On the south shore of Lake Überlinger near Konstanz is a place commonly known as “Flower Island”. As the name implies, the 45 hectar island of Mainau is covered in colorful flowers as far as the eye can see, making it an attractive destinations for summertime travelers.

The small island is notable for its many parks and gardens – particularly its roses. The island is home to about 30,000 rose bushes consisting of 1,200 varieties and 20,000 dahlias of 250 varieties. The Italian Rose Garden alone has more than 500 varieties of roses!

It even has an arboretum with 500 species of trees and a greenhouse with a tropical climate and hundreds of free-flying butterflies. The gardens are also home to a peacock enclosure and a petting zoo with ponies and goats.

The island originally belonged to the Order of Teutonic Knights, but it was purchased by the Grand Duke Frederick I of Baden in 1853. Frederick I used the palace on the island as his summer residence. Over the years, ownership of the island changed hands many times. In 1932, under the ownership of Prince Wilhelm, Duke of Södermanland, the island was gifted to the prince’s only child, Lennart Bernadotte, who started a foundation that continues to manage the island today.

Today, the island is open daily to visitors. Travelers who come to the island can relax among a sea of flowers, view the baroque Mainau castle and enjoy views of Lake Überlinger and Lake Constance.
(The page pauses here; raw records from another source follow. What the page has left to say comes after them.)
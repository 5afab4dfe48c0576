//! Parser for the grammar DSL
//!
//! Combinator-based parser over `(Token, Range<usize>)` pairs produced by
//! the lexer. The DSL is statement-oriented; every statement begins with a
//! keyword, so no terminator tokens are needed:
//!
//! ```text
//! # arithmetic over markup attribute values
//! grammar calc
//! token number = /[0-9]+/
//! skip token ws = /[ \t]+/
//! rule sum prec 1 left = expr "+" expr
//! hidden rule expr = sum | number
//! ```

use chumsky::prelude::*;
use std::ops::Range;

use crate::weft::grammar::ast::{
    Assoc, GrammarDescription, GrammarSourceError, Precedence, RuleDescription, RuleExpr,
    TokenDescription, TokenKind,
};
use crate::weft::grammar::lexer::{self, Token};

/// Type alias for token with location
type TokenLocation = (Token, Range<usize>);

/// Type alias for parser error
type ParserError = Simple<TokenLocation>;

/// One DSL statement, in source order
#[derive(Debug, Clone)]
enum Stmt {
    Name(String),
    Start(String),
    Glr,
    Token {
        name: String,
        kind: TokenKind,
        skip: bool,
    },
    External(Vec<String>),
    Rule(RuleDescription),
}

fn kw(expected: Token) -> impl Parser<TokenLocation, (), Error = ParserError> + Clone {
    filter(move |(token, _): &TokenLocation| *token == expected).ignored()
}

fn ident() -> impl Parser<TokenLocation, String, Error = ParserError> + Clone {
    filter_map(|span, (token, _): TokenLocation| match token {
        Token::Ident(name) => Ok(name),
        _ => Err(Simple::custom(span, "expected an identifier")),
    })
}

fn integer() -> impl Parser<TokenLocation, u32, Error = ParserError> + Clone {
    filter_map(|span, (token, _): TokenLocation| match token {
        Token::Int(value) => Ok(value),
        _ => Err(Simple::custom(span, "expected a precedence level")),
    })
}

fn unwrap_single(mut items: Vec<RuleExpr>, wrap: fn(Vec<RuleExpr>) -> RuleExpr) -> RuleExpr {
    if items.len() == 1 {
        items.remove(0)
    } else {
        wrap(items)
    }
}

/// Rule body: alternation of sequences of postfix-annotated atoms
fn rule_expr() -> impl Parser<TokenLocation, RuleExpr, Error = ParserError> + Clone {
    recursive(|expr| {
        let literal = filter_map(|span, (token, _): TokenLocation| match token {
            Token::Literal(text) => Ok(RuleExpr::Literal(text)),
            _ => Err(Simple::custom(span, "expected a symbol, literal, or group")),
        });

        let atom = ident()
            .map(RuleExpr::Symbol)
            .or(literal)
            .or(expr
                .clone()
                .delimited_by(kw(Token::LParen), kw(Token::RParen)));

        let postfix_op =
            filter(|(token, _): &TokenLocation| {
                matches!(token, Token::Star | Token::Plus | Token::Question)
            });

        let postfix = atom.then(postfix_op.repeated()).map(|(base, ops)| {
            ops.into_iter().fold(base, |acc, (op, _)| match op {
                Token::Star => RuleExpr::Repeat(Box::new(acc)),
                Token::Plus => RuleExpr::Repeat1(Box::new(acc)),
                _ => RuleExpr::Optional(Box::new(acc)),
            })
        });

        let seq = postfix
            .repeated()
            .at_least(1)
            .map(|items| unwrap_single(items, RuleExpr::Seq));

        seq.separated_by(kw(Token::Pipe))
            .at_least(1)
            .map(|alts| unwrap_single(alts, RuleExpr::Choice))
    })
}

fn statement() -> impl Parser<TokenLocation, Stmt, Error = ParserError> + Clone {
    let grammar_stmt = kw(Token::Grammar).ignore_then(ident()).map(Stmt::Name);
    let start_stmt = kw(Token::Start).ignore_then(ident()).map(Stmt::Start);
    let glr_stmt = kw(Token::Glr).to(Stmt::Glr);

    let token_kind = filter_map(|span, (token, _): TokenLocation| match token {
        Token::Literal(text) => Ok(TokenKind::Literal(text)),
        Token::Pattern(text) => Ok(TokenKind::Pattern(text)),
        _ => Err(Simple::custom(span, "expected a \"literal\" or /pattern/")),
    });
    let token_stmt = kw(Token::Skip)
        .or_not()
        .then_ignore(kw(Token::TokenKw))
        .then(ident())
        .then_ignore(kw(Token::Eq))
        .then(token_kind)
        .map(|((skip, name), kind)| Stmt::Token {
            name,
            kind,
            skip: skip.is_some(),
        });

    let external_stmt = kw(Token::External)
        .ignore_then(ident().repeated().at_least(1))
        .map(Stmt::External);

    let modifiers = filter(|(token, _): &TokenLocation| {
        matches!(token, Token::Hidden | Token::Inline)
    })
    .repeated();
    let assoc = filter_map(|span, (token, _): TokenLocation| match token {
        Token::Left => Ok(Assoc::Left),
        Token::Right => Ok(Assoc::Right),
        Token::Nonassoc => Ok(Assoc::NonAssoc),
        _ => Err(Simple::custom(span, "expected left, right, or nonassoc")),
    });
    let prec = kw(Token::Prec)
        .ignore_then(integer())
        .then(assoc.or_not())
        .map(|(level, assoc)| Precedence { level, assoc });
    let rule_stmt = modifiers
        .then_ignore(kw(Token::Rule))
        .then(ident())
        .then(prec.or_not())
        .then_ignore(kw(Token::Eq))
        .then(rule_expr())
        .map(|(((mods, name), prec), expr)| {
            Stmt::Rule(RuleDescription {
                name,
                hidden: !mods.is_empty(),
                prec,
                expr,
            })
        });

    grammar_stmt
        .or(start_stmt)
        .or(glr_stmt)
        .or(token_stmt)
        .or(external_stmt)
        .or(rule_stmt)
}

/// Parse DSL source into a grammar description.
pub fn parse_dsl(source: &str) -> Result<GrammarDescription, GrammarSourceError> {
    let tokens = lexer::tokenize(source).map_err(|offset| GrammarSourceError::Lex {
        offset,
        message: "unreadable character".to_string(),
    })?;

    let program = statement().repeated().then_ignore(end());
    let stmts = program
        .parse(tokens.clone())
        .map_err(|errors| render_error(&errors, &tokens, source))?;

    let mut description = GrammarDescription {
        name: "unnamed".to_string(),
        start: None,
        glr: false,
        tokens: Vec::new(),
        externals: Vec::new(),
        rules: Vec::new(),
    };
    for stmt in stmts {
        match stmt {
            Stmt::Name(name) => description.name = name,
            Stmt::Start(name) => description.start = Some(name),
            Stmt::Glr => description.glr = true,
            Stmt::Token { name, kind, skip } => {
                description.tokens.push(TokenDescription { name, kind, skip })
            }
            Stmt::External(names) => description.externals.extend(names),
            Stmt::Rule(rule) => description.rules.push(rule),
        }
    }
    Ok(description)
}

fn render_error(
    errors: &[ParserError],
    tokens: &[TokenLocation],
    source: &str,
) -> GrammarSourceError {
    let Some(err) = errors.first() else {
        return GrammarSourceError::Parse {
            offset: 0,
            message: "invalid grammar source".to_string(),
        };
    };
    let index = err.span().start;
    let offset = tokens
        .get(index)
        .map(|(_, range)| range.start)
        .unwrap_or(source.len());
    let message = match err.reason() {
        chumsky::error::SimpleReason::Custom(msg) => msg.clone(),
        _ => match tokens.get(index) {
            Some((token, _)) => format!("unexpected {:?}", token),
            None => "unexpected end of input".to_string(),
        },
    };
    GrammarSourceError::Parse { offset, message }
}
Travel Tuesday: Vischering Castle

Castle Vischering by Michael Guenther on 500px.com

 


If visiting a moated castle is on your to-do list, then Vischering Castle is the place for you. This German castle takes you on a trip back to medieval times.

The Vischering Castle was built in 1271 and stands in present-day Lüdinghausen, North Rhine-Westphalia – an area saturated with castles. Germans call it a Wasserschloss (“water castle”) because it is surrounded by water for protection.

The castle is a product of a family feud between Bischop Gerhard von der Mark and the Von Ludinghausen family. In the 13th century, the bishop constructed it to compete with the other family’s castle, which was located nearby. Family feuds were common in those days, but they did not always lead to magnificent castles!

The horseshoe-shaped castle was built for defense and still contains its drawbridge, courtyard, strategic gateways and defensive wall. Although it was partially destroyed in a fire in 1521 and partially damaged during World War II, it was rebuilt and continues to stand open to visitors today.

By Nicole Glass, German Embassy

Travel Tuesday: Bergpark Wilhelmshöhe

Europe’s largest hillside park is located in Germany – and it happens to be an UNESCO World Heritage site, as well! Bergpark Wilhelmshöhe is a Baroque “mountain park” west of the city center in Kassel, Germany.

Built in 1696, the large park is laid out in a Baroque style with beautiful gardens and architecture. The most interesting feature, however, is its waterworks. About 92,000 gallons of water flow through the park, connecting to reservoirs and channels. The waterworks begin at the top of a hill and flow down to the Grand Fountain, which shoots the water 164 feet into the air.

The waterworks are a sight in and of themselves, but the park also features old architecture, a giant Hercules memorial, faux ruins, a Roman aqueduct and a Chinese pagoda. One of its most picturesque attractions is the Löwenburg Castle, erected by landgrave Wilhelm IX at the end of the 18th century.

The best part about visiting Bergpark Wilhelmshöhe: there’s no entrance fee to get into the park itself! It’s a great spot for those summer picnics we’re so eagerly anticipating right now!

Travel Tuesday: The Devil’s Bridge

Germany is filled with creations from the days when castles and knights were the norm. One such creation is the Rakotzbrücke — the Devil’s Bridge.

Located in Kromlauer Park near Gablenz in eastern Germany, this unique bridge is shaped as a semi-circle. From a distance, the reflection in the water creates the image of a perfect sphere. Photographers and travelers love visiting this bridge, and you may have seen already seen fantastic images of the Devil’s Bridge on Instagram!

The bridge was commissioned by a local knight in 1860 and built with a diversity of local stones. It was called the “Devil’s Bridge” because its structure made it so dangerous that it must have been built by Satan, people said. Similar bridges exist throughout Europe and many of them are considered the work of the devil due to their “impossible” design.

This bridge (and the surrounding park) are a must-see for travelers in the area, but take note that crossing the bridge is strictly prohibited! There are great views of the bridge from the park, and you can always Photoshop yourself into the pictures you take!